(Beginning of Input data)
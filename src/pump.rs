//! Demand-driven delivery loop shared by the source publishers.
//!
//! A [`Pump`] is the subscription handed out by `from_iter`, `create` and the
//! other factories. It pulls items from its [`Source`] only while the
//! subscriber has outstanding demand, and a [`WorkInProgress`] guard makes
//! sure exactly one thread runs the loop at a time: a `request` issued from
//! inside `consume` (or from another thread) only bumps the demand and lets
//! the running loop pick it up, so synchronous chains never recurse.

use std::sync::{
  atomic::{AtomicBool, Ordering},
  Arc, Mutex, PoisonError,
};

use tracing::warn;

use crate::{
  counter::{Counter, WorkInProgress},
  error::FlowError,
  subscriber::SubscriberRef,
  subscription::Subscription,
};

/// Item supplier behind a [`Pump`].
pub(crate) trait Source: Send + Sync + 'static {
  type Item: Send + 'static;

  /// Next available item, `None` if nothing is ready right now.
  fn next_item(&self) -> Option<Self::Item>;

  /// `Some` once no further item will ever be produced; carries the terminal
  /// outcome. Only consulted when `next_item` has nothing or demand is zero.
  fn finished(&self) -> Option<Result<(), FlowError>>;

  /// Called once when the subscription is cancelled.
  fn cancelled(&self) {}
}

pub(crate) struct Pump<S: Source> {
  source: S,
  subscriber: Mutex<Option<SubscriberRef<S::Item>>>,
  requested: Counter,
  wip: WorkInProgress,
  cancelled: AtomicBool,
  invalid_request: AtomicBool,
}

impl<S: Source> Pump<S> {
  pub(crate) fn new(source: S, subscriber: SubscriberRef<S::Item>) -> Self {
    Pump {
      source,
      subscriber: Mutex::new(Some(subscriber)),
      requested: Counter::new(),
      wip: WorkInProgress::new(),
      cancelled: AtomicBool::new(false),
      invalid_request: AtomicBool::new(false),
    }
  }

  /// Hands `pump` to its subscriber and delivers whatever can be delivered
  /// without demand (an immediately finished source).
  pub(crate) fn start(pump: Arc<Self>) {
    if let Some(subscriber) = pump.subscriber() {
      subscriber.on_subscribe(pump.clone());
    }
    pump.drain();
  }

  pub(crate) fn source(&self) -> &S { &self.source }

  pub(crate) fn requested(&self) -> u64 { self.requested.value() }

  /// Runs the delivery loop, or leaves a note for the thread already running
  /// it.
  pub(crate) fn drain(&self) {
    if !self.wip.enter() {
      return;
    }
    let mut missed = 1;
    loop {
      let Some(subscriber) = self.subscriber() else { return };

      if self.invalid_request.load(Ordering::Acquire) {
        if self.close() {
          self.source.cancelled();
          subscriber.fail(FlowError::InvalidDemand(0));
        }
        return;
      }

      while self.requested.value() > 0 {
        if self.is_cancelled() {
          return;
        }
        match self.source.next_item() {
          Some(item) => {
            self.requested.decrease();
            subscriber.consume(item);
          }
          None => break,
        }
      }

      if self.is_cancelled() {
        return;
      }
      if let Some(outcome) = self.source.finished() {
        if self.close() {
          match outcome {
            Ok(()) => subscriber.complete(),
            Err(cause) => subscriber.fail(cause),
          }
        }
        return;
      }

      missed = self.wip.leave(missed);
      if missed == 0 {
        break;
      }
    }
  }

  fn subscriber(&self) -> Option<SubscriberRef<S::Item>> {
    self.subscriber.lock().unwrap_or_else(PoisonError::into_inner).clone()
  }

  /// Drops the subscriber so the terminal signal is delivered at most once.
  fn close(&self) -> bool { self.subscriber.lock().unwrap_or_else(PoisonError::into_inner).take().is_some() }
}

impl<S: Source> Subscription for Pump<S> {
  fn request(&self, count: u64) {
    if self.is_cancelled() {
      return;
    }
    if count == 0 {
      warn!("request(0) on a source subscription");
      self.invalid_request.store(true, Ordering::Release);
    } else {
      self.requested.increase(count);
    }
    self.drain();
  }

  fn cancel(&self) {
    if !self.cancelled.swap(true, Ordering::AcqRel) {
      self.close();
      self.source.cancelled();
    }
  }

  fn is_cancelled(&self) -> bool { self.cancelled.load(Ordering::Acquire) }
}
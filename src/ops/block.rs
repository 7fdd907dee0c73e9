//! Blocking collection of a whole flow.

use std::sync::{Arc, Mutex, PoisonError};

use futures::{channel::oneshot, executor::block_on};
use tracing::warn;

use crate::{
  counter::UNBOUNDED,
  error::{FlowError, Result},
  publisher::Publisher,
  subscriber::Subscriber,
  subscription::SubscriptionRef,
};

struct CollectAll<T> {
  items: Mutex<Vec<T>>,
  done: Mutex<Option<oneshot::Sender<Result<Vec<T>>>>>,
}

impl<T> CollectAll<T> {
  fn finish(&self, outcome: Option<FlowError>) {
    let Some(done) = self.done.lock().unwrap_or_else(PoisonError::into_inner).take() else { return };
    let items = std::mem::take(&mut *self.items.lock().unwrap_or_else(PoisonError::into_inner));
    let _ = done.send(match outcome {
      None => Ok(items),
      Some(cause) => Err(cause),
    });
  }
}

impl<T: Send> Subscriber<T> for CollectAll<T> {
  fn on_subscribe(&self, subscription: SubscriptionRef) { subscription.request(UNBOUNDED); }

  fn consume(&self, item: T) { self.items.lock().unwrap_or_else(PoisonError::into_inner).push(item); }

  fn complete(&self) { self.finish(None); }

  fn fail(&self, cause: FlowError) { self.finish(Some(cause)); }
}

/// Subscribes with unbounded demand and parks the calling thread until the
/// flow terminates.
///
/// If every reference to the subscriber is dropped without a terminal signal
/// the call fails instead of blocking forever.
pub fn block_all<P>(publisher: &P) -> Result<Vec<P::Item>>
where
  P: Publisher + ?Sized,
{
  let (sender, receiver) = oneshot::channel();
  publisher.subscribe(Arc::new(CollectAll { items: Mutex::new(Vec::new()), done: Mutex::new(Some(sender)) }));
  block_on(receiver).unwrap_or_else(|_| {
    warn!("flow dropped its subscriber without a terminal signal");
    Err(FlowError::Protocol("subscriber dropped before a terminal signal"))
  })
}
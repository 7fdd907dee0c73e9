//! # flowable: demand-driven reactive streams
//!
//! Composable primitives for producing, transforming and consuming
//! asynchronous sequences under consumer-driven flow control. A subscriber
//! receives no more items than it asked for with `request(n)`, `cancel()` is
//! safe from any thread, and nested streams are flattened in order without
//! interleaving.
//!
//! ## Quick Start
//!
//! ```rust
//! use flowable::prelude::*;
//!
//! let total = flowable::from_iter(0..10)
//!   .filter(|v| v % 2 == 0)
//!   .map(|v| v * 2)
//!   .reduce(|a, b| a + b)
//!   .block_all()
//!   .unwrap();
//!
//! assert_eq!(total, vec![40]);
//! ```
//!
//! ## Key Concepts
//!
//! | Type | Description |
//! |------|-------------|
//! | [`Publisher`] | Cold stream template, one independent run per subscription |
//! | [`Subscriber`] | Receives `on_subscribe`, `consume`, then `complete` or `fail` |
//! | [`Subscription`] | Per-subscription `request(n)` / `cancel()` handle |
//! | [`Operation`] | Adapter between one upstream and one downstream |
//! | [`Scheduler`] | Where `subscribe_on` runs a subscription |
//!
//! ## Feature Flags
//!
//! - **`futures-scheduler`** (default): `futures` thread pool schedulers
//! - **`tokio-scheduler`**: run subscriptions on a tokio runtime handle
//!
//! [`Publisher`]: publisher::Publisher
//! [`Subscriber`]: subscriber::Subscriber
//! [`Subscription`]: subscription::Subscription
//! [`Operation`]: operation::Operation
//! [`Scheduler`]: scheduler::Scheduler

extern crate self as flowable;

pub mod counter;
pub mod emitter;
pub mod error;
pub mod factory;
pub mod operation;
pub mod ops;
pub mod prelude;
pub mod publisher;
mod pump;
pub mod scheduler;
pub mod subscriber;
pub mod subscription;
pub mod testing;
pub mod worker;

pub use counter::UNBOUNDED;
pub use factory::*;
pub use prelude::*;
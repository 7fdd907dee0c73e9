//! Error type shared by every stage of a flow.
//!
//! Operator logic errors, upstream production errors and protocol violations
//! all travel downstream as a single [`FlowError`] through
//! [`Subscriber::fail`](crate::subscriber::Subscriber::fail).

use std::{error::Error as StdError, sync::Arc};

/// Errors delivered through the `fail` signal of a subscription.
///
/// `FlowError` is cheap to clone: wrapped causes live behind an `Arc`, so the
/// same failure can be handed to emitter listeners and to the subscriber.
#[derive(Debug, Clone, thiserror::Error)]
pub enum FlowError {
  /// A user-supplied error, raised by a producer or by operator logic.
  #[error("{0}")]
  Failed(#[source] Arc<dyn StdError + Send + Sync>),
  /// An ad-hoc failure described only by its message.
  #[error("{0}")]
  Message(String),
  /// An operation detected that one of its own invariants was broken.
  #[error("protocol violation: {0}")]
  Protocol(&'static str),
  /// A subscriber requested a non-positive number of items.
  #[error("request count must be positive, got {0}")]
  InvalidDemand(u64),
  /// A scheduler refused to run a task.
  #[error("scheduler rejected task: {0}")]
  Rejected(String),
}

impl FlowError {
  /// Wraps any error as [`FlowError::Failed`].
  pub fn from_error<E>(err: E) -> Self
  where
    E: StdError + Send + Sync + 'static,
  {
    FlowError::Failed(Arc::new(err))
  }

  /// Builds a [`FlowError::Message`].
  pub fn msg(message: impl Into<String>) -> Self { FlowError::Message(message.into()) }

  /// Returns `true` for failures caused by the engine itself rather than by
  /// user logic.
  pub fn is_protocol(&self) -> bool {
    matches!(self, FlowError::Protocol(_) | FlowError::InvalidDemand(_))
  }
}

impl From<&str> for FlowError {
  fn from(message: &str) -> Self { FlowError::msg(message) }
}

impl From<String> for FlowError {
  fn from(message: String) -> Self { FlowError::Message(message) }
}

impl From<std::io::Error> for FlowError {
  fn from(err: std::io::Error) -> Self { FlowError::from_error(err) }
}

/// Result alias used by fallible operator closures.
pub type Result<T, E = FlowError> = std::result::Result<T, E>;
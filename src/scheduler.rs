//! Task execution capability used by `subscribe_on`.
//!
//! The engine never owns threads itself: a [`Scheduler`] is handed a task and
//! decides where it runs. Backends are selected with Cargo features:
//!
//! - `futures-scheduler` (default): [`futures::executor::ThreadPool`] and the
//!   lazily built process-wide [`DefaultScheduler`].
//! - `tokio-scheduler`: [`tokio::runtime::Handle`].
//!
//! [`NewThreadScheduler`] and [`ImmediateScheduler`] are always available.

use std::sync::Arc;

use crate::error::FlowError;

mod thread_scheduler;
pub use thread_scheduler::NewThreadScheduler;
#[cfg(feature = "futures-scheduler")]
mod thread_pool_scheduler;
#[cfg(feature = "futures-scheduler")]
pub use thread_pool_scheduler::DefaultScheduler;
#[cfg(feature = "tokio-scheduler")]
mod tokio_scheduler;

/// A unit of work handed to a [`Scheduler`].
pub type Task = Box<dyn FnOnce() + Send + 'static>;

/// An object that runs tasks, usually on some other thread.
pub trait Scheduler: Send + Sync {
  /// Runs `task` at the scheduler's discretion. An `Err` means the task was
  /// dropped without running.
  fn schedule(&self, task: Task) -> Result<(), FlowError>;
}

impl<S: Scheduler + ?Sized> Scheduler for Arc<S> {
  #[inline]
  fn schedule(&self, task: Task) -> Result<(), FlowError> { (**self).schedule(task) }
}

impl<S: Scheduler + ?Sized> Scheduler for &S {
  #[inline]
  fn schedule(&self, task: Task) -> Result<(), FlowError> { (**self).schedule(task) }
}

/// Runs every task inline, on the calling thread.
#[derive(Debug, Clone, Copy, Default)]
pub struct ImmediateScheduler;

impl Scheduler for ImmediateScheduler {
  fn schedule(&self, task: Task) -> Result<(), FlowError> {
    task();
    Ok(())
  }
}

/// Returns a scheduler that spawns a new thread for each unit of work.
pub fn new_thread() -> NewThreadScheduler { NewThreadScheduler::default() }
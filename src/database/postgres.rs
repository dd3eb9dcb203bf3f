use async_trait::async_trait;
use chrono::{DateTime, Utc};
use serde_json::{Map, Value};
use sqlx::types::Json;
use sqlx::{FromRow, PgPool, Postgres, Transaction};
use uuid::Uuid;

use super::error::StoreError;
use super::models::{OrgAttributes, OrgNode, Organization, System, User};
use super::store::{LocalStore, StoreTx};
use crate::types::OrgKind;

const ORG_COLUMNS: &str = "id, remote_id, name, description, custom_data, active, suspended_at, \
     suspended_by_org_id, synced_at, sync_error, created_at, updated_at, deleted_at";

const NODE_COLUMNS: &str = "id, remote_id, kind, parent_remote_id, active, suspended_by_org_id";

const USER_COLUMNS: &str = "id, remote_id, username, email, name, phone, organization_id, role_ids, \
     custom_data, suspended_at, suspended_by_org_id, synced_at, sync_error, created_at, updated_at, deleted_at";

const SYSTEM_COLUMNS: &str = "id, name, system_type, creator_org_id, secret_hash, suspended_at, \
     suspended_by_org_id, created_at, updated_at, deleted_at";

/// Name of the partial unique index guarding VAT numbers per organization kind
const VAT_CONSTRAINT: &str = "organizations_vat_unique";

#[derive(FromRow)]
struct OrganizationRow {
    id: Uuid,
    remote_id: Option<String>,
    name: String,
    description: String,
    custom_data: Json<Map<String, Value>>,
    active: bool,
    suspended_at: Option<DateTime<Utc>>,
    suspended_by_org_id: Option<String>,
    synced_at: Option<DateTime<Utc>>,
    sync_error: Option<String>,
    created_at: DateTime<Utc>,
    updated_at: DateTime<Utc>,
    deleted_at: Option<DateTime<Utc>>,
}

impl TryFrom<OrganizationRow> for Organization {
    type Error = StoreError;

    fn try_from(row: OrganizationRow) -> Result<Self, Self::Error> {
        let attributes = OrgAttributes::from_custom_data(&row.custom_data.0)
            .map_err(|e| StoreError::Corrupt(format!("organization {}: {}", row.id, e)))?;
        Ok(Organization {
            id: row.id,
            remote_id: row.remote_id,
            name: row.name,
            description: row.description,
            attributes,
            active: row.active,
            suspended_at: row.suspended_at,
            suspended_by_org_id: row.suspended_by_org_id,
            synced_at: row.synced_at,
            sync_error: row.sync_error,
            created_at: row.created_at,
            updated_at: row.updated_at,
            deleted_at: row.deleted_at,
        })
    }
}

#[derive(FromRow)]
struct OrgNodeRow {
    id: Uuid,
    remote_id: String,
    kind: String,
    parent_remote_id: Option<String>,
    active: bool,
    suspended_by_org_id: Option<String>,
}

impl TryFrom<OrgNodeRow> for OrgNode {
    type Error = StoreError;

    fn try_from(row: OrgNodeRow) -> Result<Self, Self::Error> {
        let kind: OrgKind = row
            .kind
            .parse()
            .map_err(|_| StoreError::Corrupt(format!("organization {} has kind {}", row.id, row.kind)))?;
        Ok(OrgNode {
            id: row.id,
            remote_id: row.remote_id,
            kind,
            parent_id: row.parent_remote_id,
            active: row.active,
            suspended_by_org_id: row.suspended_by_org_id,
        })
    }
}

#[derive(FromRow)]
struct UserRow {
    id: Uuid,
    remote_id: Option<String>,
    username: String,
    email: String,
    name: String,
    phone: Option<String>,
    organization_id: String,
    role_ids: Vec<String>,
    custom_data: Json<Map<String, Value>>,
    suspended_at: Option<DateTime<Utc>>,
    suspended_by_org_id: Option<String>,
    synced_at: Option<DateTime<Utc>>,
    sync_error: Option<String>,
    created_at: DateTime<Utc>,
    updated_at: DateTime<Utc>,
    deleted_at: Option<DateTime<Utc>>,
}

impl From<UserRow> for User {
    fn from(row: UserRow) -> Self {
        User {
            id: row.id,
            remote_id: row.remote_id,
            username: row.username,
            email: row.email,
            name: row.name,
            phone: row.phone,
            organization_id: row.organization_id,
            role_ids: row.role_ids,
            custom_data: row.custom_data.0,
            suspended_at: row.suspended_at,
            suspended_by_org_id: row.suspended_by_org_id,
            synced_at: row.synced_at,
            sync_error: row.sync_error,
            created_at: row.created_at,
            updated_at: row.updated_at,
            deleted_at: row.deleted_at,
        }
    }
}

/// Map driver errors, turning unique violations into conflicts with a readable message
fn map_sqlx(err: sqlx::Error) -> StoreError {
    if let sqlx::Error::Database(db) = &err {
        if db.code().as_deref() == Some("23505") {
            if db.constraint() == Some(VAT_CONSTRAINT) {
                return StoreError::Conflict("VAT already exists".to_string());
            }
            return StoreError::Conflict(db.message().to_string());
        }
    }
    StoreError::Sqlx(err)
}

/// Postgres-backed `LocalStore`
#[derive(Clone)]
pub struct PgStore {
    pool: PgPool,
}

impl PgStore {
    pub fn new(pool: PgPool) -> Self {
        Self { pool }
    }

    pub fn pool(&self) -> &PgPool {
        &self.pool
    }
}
(End of Input data)
• _Your goal_
Return all lines from the data that include the string "logic".

• _Exercise solution_
//! Operator logic errors, upstream production errors and protocol violations
  /// A user-supplied error, raised by a producer or by operator logic.
  /// user logic.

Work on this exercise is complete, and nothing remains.